Em seguida, os pesquisadores mediram de forma destrutiva as árvores derrubadas. Essas medidas, juntamente com algumas medições anteriores, foram usados ​​para criar um modelo que melhora a precisão dos dados derivados de TLS. Os autores usaram quase 14,000 galhos de 122 pinheiros escoceses para a análise.

O modelo desenvolvido por Hu e colegas (2021) constrói uma curva de tronco-conicidade a partir dos dados TLS e, em seguida, usa modelos de estrutura de árvore para determinar o número, a área basal e a biomassa de ramos individuais no nível do verticilo.

Os pesquisadores descobriram que seu novo modelo é mais preciso para estimar a biomassa dos galhos do que os quatro modelos anteriores devido à sua abordagem. Por exemplo, o amplamente utilizado software TreeQSM tenta reconstruir ramos como cilindros, mas esse procedimento requer alta qualidade e vários pontos de dados na imagem digitalizada. O novo método se baseia na teoria do modelo de tubo (PMT), que se baseia nas mudanças proporcionais na área basal do ramo e na área da seção transversal do tronco.

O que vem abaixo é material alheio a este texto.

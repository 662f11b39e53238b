//! Named database connections and routing-aware lookup.

use std::collections::HashMap;

use postgres_protocol::escape::escape_identifier;
use tokio_postgres::{Client, NoTls};
use tracing::error;

use crate::config::Settings;
use crate::error::{ViewError, ViewResult};
use crate::registry::ViewDefinition;
use crate::router::Router;
use crate::validation::validate_identifier;

/// One live connection, addressed by alias.
pub struct Database {
    alias: String,
    schema_name: Option<String>,
    client: Client,
}

impl Database {
    pub fn new(alias: impl Into<String>, client: Client) -> Self {
        Self {
            alias: alias.into(),
            schema_name: None,
            client,
        }
    }

    /// Record the schema this connection is pinned to. The caller is
    /// responsible for the matching `search_path`; [`ConnectionSet::connect`]
    /// does both.
    pub fn with_schema(mut self, schema: impl Into<String>) -> Self {
        self.schema_name = Some(schema.into());
        self
    }

    pub fn alias(&self) -> &str {
        &self.alias
    }

    pub fn schema_name(&self) -> Option<&str> {
        self.schema_name.as_deref()
    }

    pub fn client(&self) -> &Client {
        &self.client
    }

    pub fn client_mut(&mut self) -> &mut Client {
        &mut self.client
    }
}

impl std::fmt::Debug for Database {
    fn fmt(&self, f: &mut std::fmt::Formatter<'_>) -> std::fmt::Result {
        f.debug_struct("Database")
            .field("alias", &self.alias)
            .field("schema_name", &self.schema_name)
            .finish()
    }
}

/// All configured connections, alias to [`Database`].
#[derive(Debug, Default)]
pub struct ConnectionSet {
    databases: HashMap<String, Database>,
}

impl ConnectionSet {
    pub fn new() -> Self {
        Self::default()
    }

    /// Connect every database named in `settings` and apply pinned schemas
    /// via `SET search_path`.
    pub async fn connect(settings: &Settings) -> ViewResult<Self> {
        let mut set = Self::new();
        for (alias, database_settings) in &settings.databases {
            let (client, connection) = tokio_postgres::connect(&database_settings.url, NoTls)
                .await
                .map_err(|e| ViewError::db(format!("connect to '{alias}'"), e))?;
            let driver_alias = alias.clone();
            tokio::spawn(async move {
                if let Err(err) = connection.await {
                    error!(alias = %driver_alias, %err, "postgres connection terminated");
                }
            });

            let mut database = Database::new(alias.clone(), client);
            if let Some(schema) = &database_settings.schema {
                validate_identifier(schema, schema)?;
                database
                    .client()
                    .batch_execute(&format!(
                        "SET search_path TO {}, public;",
                        escape_identifier(schema)
                    ))
                    .await
                    .map_err(|e| ViewError::db(format!("set search_path on '{alias}'"), e))?;
                database = database.with_schema(schema.clone());
            }
            set.insert(database);
        }
        Ok(set)
    }

    pub fn insert(&mut self, database: Database) {
        self.databases.insert(database.alias.clone(), database);
    }

    pub fn get(&self, alias: &str) -> Option<&Database> {
        self.databases.get(alias)
    }

    pub fn get_mut(&mut self, alias: &str) -> Option<&mut Database> {
        self.databases.get_mut(alias)
    }

    pub fn aliases(&self) -> impl Iterator<Item = &str> {
        self.databases.keys().map(String::as_str)
    }

    /// The connection a view should use on alias `using`.
    ///
    /// In restricted mode, returns `None` when the router does not allow the
    /// view on that alias, signalling that the view must be skipped there.
    pub fn view_connection(
        &mut self,
        router: &dyn Router,
        view: &ViewDefinition,
        using: &str,
        restricted: bool,
    ) -> Option<&mut Database> {
        if restricted && !router.allow_sync(using, view) {
            return None;
        }
        self.databases.get_mut(using)
    }
}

“Neste estudo, apresentamos um novo método que não apenas estima a biomassa dos galhos com precisão, mas também apresenta uma oportunidade de estimar os atributos individuais dos galhos usando dados TLS”, escreveram Hu e seus colegas.

A faixa etária das árvores medidas variou de 22 a 113 anos, o que pode ter influenciado a precisão do modelo. Embora o modelo não seja perfeito em comparação com as medições manuais, é uma melhoria significativa.

“O bom desempenho dos pinheiros silvestres mostra o grande potencial de estender o método para mais espécies e áreas maiores.”

Embora proteger e restaurar as florestas esteja na vanguarda da desaceleração da mudança climática global, quantificar a biomassa florestal acima do solo é um desafio. A idade e a composição de uma floresta afetarão seu tamanho de sumidouro de carbono. O estudo mais recente mostra como os cientistas estão aprimorando as tecnologias mais recentes para fornecer estimativas confiáveis ​​de galhos individuais a árvores inteiras que podem ser ampliadas para florestas inteiras.